В парламенте и некоторых чиновничьих коридорах сетования на "недостаток денежной массы" в последнее время все чаще сводятся к призывам эту массу напечатать. Однако любопытно, что население, за бесперебойное снабжение которого денежной массой ратуют такие политики и чиновники, оказывается, вовсе не жаждет запуска печатного станка, выступая в большинстве своем против проведения необеспеченной денежной эмиссии. Чем демонстрирует довольно высокую степень обучаемости рынку.
Согласно данным всероссийского опроса, проведенного в декабре Институтом социологического анализа, более 61% россиян выступают против проведения необеспеченной денежной эмиссии. И лишь 16,7% готовы пренебречь и угрозой усиления инфляции, и обесценением рубля.
Столь высокая степень экономической образованности рядового обывателя, успевшего на собственном опыте почувствовать все прелести инфляции, тем более впечатляет, что доля людей, сумевших за пять лет каких-никаких рыночных реформ адаптироваться к новым реалиям, все еще не очень велика. С большим или меньшим успехом приспособиться к новой, постсоветской жизни удалось лишь около трети граждан (согласно опросу фонда "Общественное мнение"), тогда как 55% признались в том, что своего места пока не нашли. При этом по степени адаптированности к рынку Россия (по данным того же ФОМ) четко делится аж на четыре страны: Россию московскую, Россию крупных промышленных центров (мегаполисов), Россию провинциальных городов (слободскую) и Россию деревенскую.
Решительное "да" постсоветскому строю говорят лишь москвичи (в Москве большинство вполне устроились в новой жизни, а сторонников возврата в прошлое — лишь пятая часть). Остальные россияне чувствуют себя довольно неуютно. И чем меньше населенный пункт, в котором они проживают, тем неуютнее они себя чувствуют.
Самый сакраментальный вопрос, который при этом возникает — а хотят ли россияне приспосабливаться, а если хотят, то каким образом? И тут выясняется, что 43% вообще хотят назад, в прошлое. То есть если они и будут приспосабливаться, то как бы нехотя. Нетрудно предположить, что, тоскуя о прошлом, люди тоскуют прежде всего о той "невыносимой легкости бытия", которая этому прошлому была присуща. Советский строй ведь зиждился на могучем фундаменте — своего рода Общественном Договоре: каждый обыватель имел гарантированный минимум, в том числе свободы в личной жизни — "параллельной" жизни общественно-политической — в обмен на свой обывательский конформизм. Это было удобно. И государству, и обывателю. А потому приспособление к новой реальности не могло не быть вынужденным для последнего. А потому и в новой жизни обывателю не хочется оставаться один на один со своими проблемами. Ему по-прежнему хочется руководящей и направляющей руки. Которую принято называть "сильной".
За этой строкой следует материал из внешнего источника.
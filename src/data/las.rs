//! LAS 2.0 well-log reader.
//!
//! A LAS file is a set of `~`-prefixed sections. Header sections hold
//! `MNEM.UNIT  VALUE : DESCRIPTION` lines; the `~A` section holds one row of
//! whitespace-delimited samples per depth step (or a flat wrapped stream when
//! `WRAP` is `YES`). The first curve is the index and becomes `DEPTH`.

use std::collections::HashMap;

use anyhow::{Context, Result, bail};

use super::model::{Column, HeaderItem, Table};

/// Canonical name of the index curve after loading.
pub const DEPTH: &str = "DEPTH";

const DEFAULT_NULL: f64 = -999.25;

/// Parsed LAS file.
#[derive(Debug, Clone, PartialEq)]
pub struct LasFile {
    pub version: Vec<HeaderItem>,
    pub well: Vec<HeaderItem>,
    pub curves: Vec<HeaderItem>,
    pub params: Vec<HeaderItem>,
    /// Free text of the `~O` section.
    pub other: String,
    /// One row per depth sample, one column per curve; DEPTH first.
    pub table: Table,
}

#[derive(Debug, Clone, Copy, PartialEq, Eq)]
enum Section {
    Version,
    Well,
    Curves,
    Params,
    Other,
    Data,
    Unknown,
}

impl Section {
    fn from_marker(line: &str) -> Section {
        match line[1..].chars().next().map(|c| c.to_ascii_uppercase()) {
            Some('V') => Section::Version,
            Some('W') => Section::Well,
            Some('C') => Section::Curves,
            Some('P') => Section::Params,
            Some('O') => Section::Other,
            Some('A') => Section::Data,
            _ => Section::Unknown,
        }
    }
}

/// Parse LAS text into header sections and a depth-indexed table.
pub fn parse_las(text: &str) -> Result<LasFile> {
    let mut version = Vec::new();
    let mut well = Vec::new();
    let mut curves = Vec::new();
    let mut params = Vec::new();
    let mut other = String::new();
    // (line number, tokens) for every non-empty data line.
    let mut data_lines: Vec<(usize, Vec<&str>)> = Vec::new();

    let mut section = Section::Unknown;
    let mut saw_data_section = false;

    for (idx, raw) in text.lines().enumerate() {
        let line_no = idx + 1;
        let line = raw.trim();
        if line.is_empty() || line.starts_with('#') {
            continue;
        }
        if line.starts_with('~') {
            section = Section::from_marker(line);
            saw_data_section |= section == Section::Data;
            continue;
        }
        let items = match section {
            Section::Version => &mut version,
            Section::Well => &mut well,
            Section::Curves => &mut curves,
            Section::Params => &mut params,
            Section::Other => {
                other.push_str(line);
                other.push('\n');
                continue;
            }
            Section::Data => {
                data_lines.push((line_no, line.split_whitespace().collect()));
                continue;
            }
            Section::Unknown => continue,
        };
        match parse_header_line(line) {
            Some(item) => items.push(item),
            None => log::warn!("LAS line {line_no}: no '.' after the mnemonic, skipped"),
        }
    }

    if !saw_data_section {
        bail!("no ~A data section found");
    }
    if curves.is_empty() {
        bail!("no curve definitions in the ~C section");
    }

    let wrapped = header_value(&version, "WRAP")
        .map(|v| v.eq_ignore_ascii_case("YES"))
        .unwrap_or(false);
    let null_value = match header_value(&well, "NULL") {
        Some(v) => v
            .parse::<f64>()
            .with_context(|| format!("NULL value '{v}' is not a number"))?,
        None => DEFAULT_NULL,
    };

    let names = curve_names(&curves);
    let n_curves = names.len();
    let mut values: Vec<Vec<f64>> = vec![Vec::new(); n_curves];

    let mut push_row = |row: &[&str], line_no: usize| -> Result<()> {
        for (col, tok) in row.iter().enumerate() {
            let v: f64 = tok.parse().with_context(|| {
                format!("line {line_no}, curve {}: '{tok}' is not a number", names[col])
            })?;
            values[col].push(if (v - null_value).abs() < 1e-9 { f64::NAN } else { v });
        }
        Ok(())
    };

    if wrapped {
        let flat: Vec<(usize, &str)> = data_lines
            .iter()
            .flat_map(|(n, toks)| toks.iter().map(move |t| (*n, *t)))
            .collect();
        if flat.len() % n_curves != 0 {
            bail!(
                "wrapped data has {} values, not a multiple of {n_curves} curves",
                flat.len()
            );
        }
        for chunk in flat.chunks(n_curves) {
            let row: Vec<&str> = chunk.iter().map(|(_, t)| *t).collect();
            push_row(&row, chunk[0].0)?;
        }
    } else {
        for (line_no, toks) in &data_lines {
            if toks.len() != n_curves {
                bail!(
                    "line {line_no}: expected {n_curves} values, found {}",
                    toks.len()
                );
            }
            push_row(&toks[..], *line_no)?;
        }
    }

    orient_depth(&mut values)?;

    let columns = names
        .into_iter()
        .zip(values)
        .map(|(name, vals)| Column::numeric(name, vals))
        .collect();
    let table = Table::new(columns)?;

    Ok(LasFile {
        version,
        well,
        curves,
        params,
        other,
        table,
    })
}

/// `MNEM.UNIT  VALUE : DESCRIPTION`. The unit ends at the first whitespace
/// after the dot; the description starts after the last colon. `None` when
/// the line has no dot at all.
fn parse_header_line(line: &str) -> Option<HeaderItem> {
    let (mnemonic, rest) = line.split_once('.')?;
    let unit_end = rest.find(char::is_whitespace).unwrap_or(rest.len());
    let (unit, rest) = rest.split_at(unit_end);
    let (value, description) = match rest.rfind(':') {
        Some(pos) => (&rest[..pos], &rest[pos + 1..]),
        None => (rest, ""),
    };
    Some(HeaderItem {
        mnemonic: mnemonic.trim().to_string(),
        unit: unit.trim().to_string(),
        value: value.trim().to_string(),
        description: description.trim().to_string(),
    })
}

fn header_value<'a>(items: &'a [HeaderItem], mnemonic: &str) -> Option<&'a str> {
    items
        .iter()
        .find(|i| i.mnemonic.eq_ignore_ascii_case(mnemonic))
        .map(|i| i.value.as_str())
}

/// Column names. The index curve becomes `DEPTH`; repeated mnemonics,
/// including a later curve also called `DEPTH`, become `GR:1`, `GR:2`, ...
fn curve_names(curves: &[HeaderItem]) -> Vec<String> {
    let mnemonics: Vec<&str> = curves
        .iter()
        .enumerate()
        .map(|(i, c)| if i == 0 { DEPTH } else { c.mnemonic.as_str() })
        .collect();
    let mut totals: HashMap<&str, usize> = HashMap::new();
    for &m in &mnemonics {
        *totals.entry(m).or_default() += 1;
    }
    let mut seen: HashMap<&str, usize> = HashMap::new();
    mnemonics
        .iter()
        .enumerate()
        .map(|(i, &m)| {
            if i == 0 {
                DEPTH.to_string()
            } else if totals[m] > 1 {
                let n = seen.entry(m).or_default();
                *n += 1;
                format!("{m}:{n}")
            } else {
                m.to_string()
            }
        })
        .collect()
}

/// Ensure the index curve is non-decreasing, reversing a log recorded
/// bottom-up.
fn orient_depth(values: &mut [Vec<f64>]) -> Result<()> {
    let depth = &values[0];
    if depth.iter().any(|d| d.is_nan()) {
        bail!("index curve has missing depth values");
    }
    let increasing = depth.windows(2).all(|w| w[0] <= w[1]);
    if increasing {
        return Ok(());
    }
    let decreasing = depth.windows(2).all(|w| w[0] >= w[1]);
    if !decreasing {
        bail!("index curve is not monotonic");
    }
    for col in values.iter_mut() {
        col.reverse();
    }
    Ok(())
}

#[cfg(test)]
mod tests {
    use super::*;

    const BASIC: &str = "\
~VERSION INFORMATION
 VERS.   2.0 : CWLS LOG ASCII STANDARD - VERSION 2.0
 WRAP.   NO  : ONE LINE PER DEPTH STEP
~WELL INFORMATION
 STRT.M  100.0 : START DEPTH
 STOP.M  100.5 : STOP DEPTH
 STEP.M  0.25  : STEP
 NULL.   -999.25 : NULL VALUE
 WELL.   SYNTH-1 : WELL
 DATE.   2024-03-01 10:30 : LOG DATE
~CURVE INFORMATION
 DEPT.M      : DEPTH
 GR  .GAPI   : GAMMA RAY
 RHOB.G/CC   : BULK DENSITY
~PARAMETER INFORMATION
 BHT .DEGC  85.0 : BOTTOM HOLE TEMPERATURE
~OTHER
 Synthetic test log
~A  DEPT GR RHOB
100.00  45.2  2.45
100.25  60.1  -999.25
100.50  75.3  2.51
";

    #[test]
    fn parses_sections_and_data() {
        let las = parse_las(BASIC).unwrap();
        assert_eq!(las.table.column_names(), vec!["DEPTH", "GR", "RHOB"]);
        assert_eq!(las.table.n_rows(), 3);
        assert_eq!(las.table.numeric("DEPTH").unwrap(), &[100.0, 100.25, 100.5]);
        assert!(las.table.numeric("RHOB").unwrap()[1].is_nan());
        assert_eq!(las.params[0].mnemonic, "BHT");
        assert_eq!(las.params[0].unit, "DEGC");
        assert!(las.other.contains("Synthetic"));
    }

    #[test]
    fn header_value_with_colon_keeps_time() {
        let las = parse_las(BASIC).unwrap();
        let date = las.well.iter().find(|i| i.mnemonic == "DATE").unwrap();
        assert_eq!(date.value, "2024-03-01 10:30");
        assert_eq!(date.description, "LOG DATE");
        let well = las.well.iter().find(|i| i.mnemonic == "WELL").unwrap();
        assert_eq!(well.unit, "");
        assert_eq!(well.value, "SYNTH-1");
    }

    #[test]
    fn wrapped_data_is_chunked_by_curve_count() {
        let text = "\
~V
 WRAP. YES : MULTIPLE LINES PER DEPTH STEP
~C
 DEPT.M : DEPTH
 GR.GAPI : GR
 NPHI.V/V : NEUTRON
~A
10.0
 50.0 0.2
11.0
 55.0 0.25
";
        let las = parse_las(text).unwrap();
        assert_eq!(las.table.n_rows(), 2);
        assert_eq!(las.table.numeric("NPHI").unwrap(), &[0.2, 0.25]);
    }

    #[test]
    fn duplicate_mnemonics_get_suffixes() {
        let text = "~C\n DEPT.M : D\n GR.GAPI : a\n GR.GAPI : b\n~A\n1 2 3\n";
        let las = parse_las(text).unwrap();
        assert_eq!(las.table.column_names(), vec!["DEPTH", "GR:1", "GR:2"]);
    }

    #[test]
    fn curve_named_depth_does_not_clash_with_index() {
        let text = "~C\n DEPT.M : D\n DEPTH.M : tvd\n GR.GAPI : g\n~A\n1 0.9 10\n2 1.8 20\n";
        let las = parse_las(text).unwrap();
        assert_eq!(las.table.column_names(), vec!["DEPTH", "DEPTH:1", "GR"]);
        assert_eq!(las.table.numeric("DEPTH").unwrap(), &[1.0, 2.0]);
        assert_eq!(las.table.numeric("DEPTH:1").unwrap(), &[0.9, 1.8]);
    }

    #[test]
    fn header_line_without_dot_is_skipped() {
        let text = "~W\n WELL. W-7 : name\n free text without a separator\n\
                    ~C\n DEPT.M : D\n GR.GAPI : g\n~A\n1 10\n";
        let las = parse_las(text).unwrap();
        assert_eq!(las.well.len(), 1);
        assert_eq!(las.well[0].value, "W-7");
        assert_eq!(las.table.numeric("GR").unwrap(), &[10.0]);
    }

    #[test]
    fn bottom_up_log_is_reversed() {
        let text = "~C\n DEPT.M : D\n GR.GAPI : g\n~A\n3 30\n2 20\n1 10\n";
        let las = parse_las(text).unwrap();
        assert_eq!(las.table.numeric("DEPTH").unwrap(), &[1.0, 2.0, 3.0]);
        assert_eq!(las.table.numeric("GR").unwrap(), &[10.0, 20.0, 30.0]);
    }

    #[test]
    fn non_monotonic_depth_is_rejected() {
        let text = "~C\n DEPT.M : D\n~A\n1\n3\n2\n";
        let err = parse_las(text).unwrap_err();
        assert!(err.to_string().contains("monotonic"));
    }

    #[test]
    fn short_row_reports_line() {
        let text = "~C\n DEPT.M : D\n GR.GAPI : g\n~A\n1 10\n2\n";
        let err = parse_las(text).unwrap_err();
        assert!(err.to_string().contains("line 6"), "{err}");
    }

    #[test]
    fn missing_data_section_fails() {
        assert!(parse_las("~V\n VERS. 2.0 : v\n").is_err());
    }
}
Уходящий год стал, казалось бы, годом триумфа молодой российской демократии: и президент-реформатор выборы выиграл, и коммунисты-ортодоксы почти повсеместно проиграли осенью региональные выборы. Однако именно уходящий год продемонстрировал резкий рост тяги россиян к диктатуре: впервые за годы перестройки и реформ число поклонников "сильной руки" в России превысило половину населения — 62% (за последние полтора года, по данным ФОМ, рост таких настроений составил 13%). Именно столько людей положительно ответили на вполне откровенный вопрос — "согласны ли вы с тем, что для наведения порядка в России сегодня необходимо перейти к режиму 'сильной руки'?".
Последнее обстоятельство, вероятно, несколько смажет благоприятное впечатление либералов-рыночников от прочности антиинфляционного иммунитета у россиян, о котором говорилось в начале статьи. Рыночное просвещение российского обывателя, таким образом, приносит самые разные плоды.